Dr. Carmela Gissi, Dr. David Horner, Dr. Giulio Pavesi

The main research interests of the group are focused on bioinformatics, comparative genomics and molecular evolution. Particular interest is paid to the development of algorithms and computational tools for genomic analyses, most of which are freely accessible on the Internet and widely used by researchers worldwide, and to studies on the mitochondrial genomes of chordates, both at the evolutionary dynamics and phylogenetic levels. The group was founded by Prof. Graziano Pesole, now at the University of Bari, with whom we still collaborate on a regular basis. In addition to our own research projects, the group cooperates with other research teams in the department and in other institutions to provide an in silico counterpart to in vitro and in vivo analyses and/or to perform bioinformatics and phylogenetic analyses of genes of particular interest.

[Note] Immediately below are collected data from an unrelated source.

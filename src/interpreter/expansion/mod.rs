//! Word expansion pipeline.
//!
//! One `WordNode` becomes zero or more argv strings through:
//! brace expansion → tilde → parameter/command/arithmetic substitution →
//! field splitting on IFS → pathname expansion → quote removal.
//!
//! Fields carry a parallel *pattern* string in which characters produced
//! under quotes are backslash-protected, so splitting and globbing only
//! ever act on unquoted expansion output.

pub mod brace;
pub mod command_substitution;
pub mod parameter;
pub mod pathname;
pub mod pattern;
pub mod quoting;
pub mod tilde;
pub mod word_split;

use crate::ast::types::{WordNode, WordPart};
use crate::interpreter::errors::ExecError;
use crate::interpreter::interpreter::Interpreter;
use parameter::ParamValue;
use quoting::escape_pattern_chars;
use word_split::split_fields;

/// One field between splitting and pathname expansion.
#[derive(Debug, Clone, PartialEq)]
pub struct Field {
    /// Final text (quote removal already applied).
    pub text: String,
    /// Glob view: quoted characters are backslash-escaped.
    pub pattern: String,
    /// Some part of the field was quoted.
    pub quoted: bool,
}

/// Field assembly buffer.
#[derive(Default)]
pub(crate) struct FieldAcc {
    done: Vec<Field>,
    text: String,
    pattern: String,
    quoted: bool,
    started: bool,
}

impl FieldAcc {
    /// Append literal content whose glob characters stay active.
    fn push_raw(&mut self, s: &str) {
        self.text.push_str(s);
        // A backslash arriving from expansion output is data, not quoting.
        for c in s.chars() {
            if c == '\\' {
                self.pattern.push_str("\\\\");
            } else {
                self.pattern.push(c);
            }
        }
        self.started = true;
    }

    /// Append quoted content: inert for splitting and globbing.
    fn push_quoted(&mut self, s: &str) {
        self.text.push_str(s);
        self.pattern.push_str(&escape_pattern_chars(s));
        self.quoted = true;
        self.started = true;
    }

    fn break_field(&mut self) {
        if self.started {
            self.done.push(Field {
                text: std::mem::take(&mut self.text),
                pattern: std::mem::take(&mut self.pattern),
                quoted: self.quoted,
            });
            self.quoted = false;
            self.started = false;
        } else {
            self.text.clear();
            self.pattern.clear();
        }
    }

    /// Splittable expansion output.
    fn push_split(&mut self, s: &str, ifs: &str) {
        if ifs.is_empty() {
            self.push_raw(s);
            return;
        }
        let (fields, leading, trailing) = split_fields(s, ifs);
        if leading {
            self.break_field();
        }
        for (i, f) in fields.iter().enumerate() {
            if i > 0 {
                self.break_field();
            }
            self.push_raw(f);
        }
        if trailing {
            self.break_field();
        }
    }

    fn finish(mut self) -> Vec<Field> {
        self.break_field();
        self.done
    }
}

impl Interpreter {
    /// Full expansion of an argv template into argv strings.
    pub fn expand_words(&mut self, words: &[WordNode]) -> Result<Vec<String>, ExecError> {
        let mut argv = Vec::new();
        for word in words {
            for braced in brace::brace_expand_word(word) {
                for field in self.expand_word_fields(&braced)? {
                    argv.extend(self.pathname_expand(field)?);
                }
            }
        }
        Ok(argv)
    }

    /// Expand one word into split fields (no brace or pathname passes).
    pub(crate) fn expand_word_fields(&mut self, word: &WordNode) -> Result<Vec<Field>, ExecError> {
        let mut acc = FieldAcc::default();
        let ifs = self.env.ifs();
        self.expand_parts_into(&word.parts, false, &ifs, &mut acc)?;
        Ok(acc.finish())
    }

    /// Expansion with no splitting and no globbing: assignment values,
    /// case subjects, heredoc bodies, `[[ ]]` operands. `$@` joins with
    /// spaces, `$*` with the first IFS character.
    pub fn expand_word_unsplit(&mut self, word: &WordNode) -> Result<String, ExecError> {
        let mut out = String::new();
        self.expand_parts_unsplit(&word.parts, &mut out)?;
        Ok(out)
    }

    /// Expansion of a pattern word: returns the escaped-pattern form in
    /// which quoted characters match literally.
    pub(crate) fn expand_pattern_word(&mut self, word: &WordNode) -> Result<String, ExecError> {
        let mut acc = FieldAcc::default();
        // No splitting inside patterns.
        self.expand_parts_into(&word.parts, true, "", &mut acc)?;
        let fields = acc.finish();
        Ok(fields.into_iter().map(|f| f.pattern).collect::<Vec<_>>().join(""))
    }

    /// Core part walk. `in_quotes` marks double-quote context; `ifs`
    /// empty disables splitting.
    fn expand_parts_into(
        &mut self,
        parts: &[WordPart],
        in_quotes: bool,
        ifs: &str,
        acc: &mut FieldAcc,
    ) -> Result<(), ExecError> {
        for part in parts {
            match part {
                WordPart::Literal(s) => {
                    if in_quotes {
                        acc.push_quoted(s);
                    } else {
                        acc.push_raw(s);
                    }
                }
                WordPart::SingleQuoted(s) | WordPart::AnsiC(s) | WordPart::Escaped(s) => {
                    acc.push_quoted(s);
                }
                WordPart::DoubleQuoted(inner) => {
                    if inner.is_empty() {
                        acc.push_quoted("");
                    } else {
                        self.expand_parts_into(inner, true, ifs, acc)?;
                    }
                }
                WordPart::Parameter(p) => {
                    let value = self.eval_param(p, in_quotes)?;
                    self.append_param_value(value, in_quotes, ifs, acc);
                }
                WordPart::CommandSubst { body, .. } => {
                    let output = self.command_substitute(body)?;
                    if in_quotes {
                        acc.push_quoted(&output);
                    } else {
                        acc.push_split(&output, ifs);
                    }
                }
                WordPart::ArithSubst(expr) => {
                    let n = self.eval_arith(expr)?;
                    let text = n.to_string();
                    if in_quotes {
                        acc.push_quoted(&text);
                    } else {
                        acc.push_split(&text, ifs);
                    }
                }
                WordPart::ProcessSubst { body, direction } => {
                    let path = self.setup_process_substitution(body, *direction)?;
                    acc.push_quoted(&path);
                }
                WordPart::Tilde(user) => {
                    let expanded = tilde::expand_tilde(self, user.as_deref());
                    match expanded {
                        Some(path) => acc.push_quoted(&path),
                        None => {
                            // Unknown user: the tilde stays literal.
                            let mut literal = String::from("~");
                            if let Some(u) = user {
                                literal.push_str(u);
                            }
                            acc.push_raw(&literal);
                        }
                    }
                }
                WordPart::Brace(items) => {
                    // Reached only in non-brace-expanding contexts; render
                    // the group literally.
                    let text = self.render_brace_literal(items)?;
                    if in_quotes {
                        acc.push_quoted(&text);
                    } else {
                        acc.push_raw(&text);
                    }
                }
            }
        }
        Ok(())
    }

    fn append_param_value(&mut self, value: ParamValue, in_quotes: bool, ifs: &str, acc: &mut FieldAcc) {
        match value {
            ParamValue::Single(s) => {
                if in_quotes {
                    acc.push_quoted(&s);
                } else {
                    acc.push_split(&s, ifs);
                }
            }
            ParamValue::Fields { items, star, presplit } => {
                if in_quotes && star {
                    // "$*": one field, joined with the first IFS char.
                    let sep = ifs.chars().next().map(|c| c.to_string()).unwrap_or_default();
                    acc.push_quoted(&items.join(&sep));
                } else if in_quotes {
                    // "$@": one field per element, empty set vanishes.
                    for (i, item) in items.iter().enumerate() {
                        if i > 0 {
                            acc.break_field();
                        }
                        acc.push_quoted(item);
                    }
                } else {
                    for (i, item) in items.iter().enumerate() {
                        if i > 0 {
                            acc.break_field();
                        }
                        if presplit {
                            acc.push_raw(item);
                        } else {
                            acc.push_split(item, ifs);
                        }
                    }
                }
            }
        }
    }

    fn expand_parts_unsplit(&mut self, parts: &[WordPart], out: &mut String) -> Result<(), ExecError> {
        for part in parts {
            match part {
                WordPart::Literal(s)
                | WordPart::SingleQuoted(s)
                | WordPart::AnsiC(s)
                | WordPart::Escaped(s) => out.push_str(s),
                WordPart::DoubleQuoted(inner) => self.expand_parts_unsplit(inner, out)?,
                WordPart::Parameter(p) => match self.eval_param(p, false)? {
                    ParamValue::Single(s) => out.push_str(&s),
                    ParamValue::Fields { items, star, .. } => {
                        let sep = if star {
                            self.env.ifs().chars().next().map(|c| c.to_string()).unwrap_or_default()
                        } else {
                            " ".to_string()
                        };
                        out.push_str(&items.join(&sep));
                    }
                },
                WordPart::CommandSubst { body, .. } => {
                    out.push_str(&self.command_substitute(body)?);
                }
                WordPart::ArithSubst(expr) => {
                    out.push_str(&self.eval_arith(expr)?.to_string());
                }
                WordPart::ProcessSubst { body, direction } => {
                    out.push_str(&self.setup_process_substitution(body, *direction)?);
                }
                WordPart::Tilde(user) => match tilde::expand_tilde(self, user.as_deref()) {
                    Some(path) => out.push_str(&path),
                    None => {
                        out.push('~');
                        if let Some(u) = user {
                            out.push_str(u);
                        }
                    }
                },
                WordPart::Brace(items) => {
                    let text = self.render_brace_literal(items)?;
                    out.push_str(&text);
                }
            }
        }
        Ok(())
    }
}
//! Signal plumbing.
//!
//! Handlers only set flags (signal-hook); everything observable happens at
//! safe points between commands. The shell itself ignores the job-control
//! signals while interactive; children reset them to the defaults before
//! exec.

use std::sync::atomic::{AtomicBool, Ordering};
use std::sync::Arc;

use nix::sys::signal::{self, SigHandler, Signal};

lazy_static::lazy_static! {
    /// SIGCHLD arrived; reap at the next safe point.
    pub static ref CHILD_PENDING: Arc<AtomicBool> = Arc::new(AtomicBool::new(false));
    /// SIGINT arrived at the prompt (interactive).
    pub static ref INTERRUPT_PENDING: Arc<AtomicBool> = Arc::new(AtomicBool::new(false));
}

/// Signals an interactive shell keeps away from itself.
const SHELL_IGNORED: &[Signal] = &[
    Signal::SIGINT,
    Signal::SIGQUIT,
    Signal::SIGTSTP,
    Signal::SIGTTIN,
    Signal::SIGTTOU,
];

/// Install the shell's own dispositions. `interactive` additionally
/// ignores the terminal-generated signals and routes SIGINT to a flag.
pub fn install_shell_handlers(interactive: bool) {
    let _ = signal_hook::flag::register(libc::SIGCHLD, Arc::clone(&CHILD_PENDING));
    if interactive {
        let _ = signal_hook::flag::register(libc::SIGINT, Arc::clone(&INTERRUPT_PENDING));
        for sig in SHELL_IGNORED {
            if *sig == Signal::SIGINT {
                continue;
            }
            unsafe {
                let _ = signal::signal(*sig, SigHandler::SigIgn);
            }
        }
    }
}

/// Reset dispositions in a forked child before exec or subshell body.
pub fn restore_child_handlers() {
    for sig in SHELL_IGNORED {
        unsafe {
            let _ = signal::signal(*sig, SigHandler::SigDfl);
        }
    }
    unsafe {
        let _ = signal::signal(Signal::SIGCHLD, SigHandler::SigDfl);
    }
}

pub fn take_child_pending() -> bool {
    CHILD_PENDING.swap(false, Ordering::SeqCst)
}

pub fn take_interrupt() -> bool {
    INTERRUPT_PENDING.swap(false, Ordering::SeqCst)
}

/// Resolve "INT", "SIGINT", "2" and friends to a signal.
pub fn resolve_signal(spec: &str) -> Option<Signal> {
    if let Ok(n) = spec.parse::<i32>() {
        return Signal::try_from(n).ok();
    }
    let upper = spec.to_uppercase();
    let name = if upper.starts_with("SIG") { upper } else { format!("SIG{}", upper) };
    Signal::iterator().find(|s| s.as_str() == name)
}

/// `kill -l` listing: (number, short name) in signal order.
pub fn signal_listing() -> Vec<(i32, String)> {
    Signal::iterator()
        .map(|s| (s as i32, s.as_str().trim_start_matches("SIG").to_string()))
        .collect()
}

#[cfg(test)]
mod tests {
    use super::*;

    #[test]
    fn test_resolve_signal() {
        assert_eq!(resolve_signal("INT"), Some(Signal::SIGINT));
        assert_eq!(resolve_signal("SIGTERM"), Some(Signal::SIGTERM));
        assert_eq!(resolve_signal("9"), Some(Signal::SIGKILL));
        assert_eq!(resolve_signal("nosuch"), None);
    }

    #[test]
    fn test_signal_listing_contains_common() {
        let listing = signal_listing();
        assert!(listing.iter().any(|(n, name)| *n == 2 && name == "INT"));
        assert!(listing.iter().any(|(_, name)| name == "KILL"));
    }
}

See www.beacon.unimi.it for further information.

Research topics:

1. Comparative mitogenomics in Ascidiacea and other metazoans

Gissi, Griggio, Lupi

The aim of this research is to unravel the evolutionary peculiarities and the structural-functional relationships of the mitochondrial genome (mtDNA) of metazoans, with particular interest towards the group of ascidians (Chordata, Tunicata). Thus, the metazoan mtDNA is analysed both as a model system to understand the evolutionary mechanisms of a genome as a whole, and as phylogenetic marker. In order to clarify the evolutionary dynamics of ascidian mtDNAs, we have sequenced the complete mtDNA of ascidians belonging to distinct taxonomic orders, including the model ascidian Ciona intestinalis. The comparative mitogenomics analyses have revealed the existence of cryptic species in C. intestinalis and of a extreme variability within ascidians in gene order, gene content, compositional features and genome size, being these features really extraordinary in ascidians compared to other deuterostomes. The study of the gene order rearrangement mechanisms in ascidians and other metazoans is currently in progress. As initial effort in the study of the nucleus-mitochondrion co-evolution in Metazoa, we are currently developing comparative bioinformatics methods aimed at the identification of the regulatory signals involved in the mtDNA replication/transcription and at the investigation of their evolution. The group of Dr. Tiziana Castrignanò at CASPUR (Roma) cooperates on this last topic. 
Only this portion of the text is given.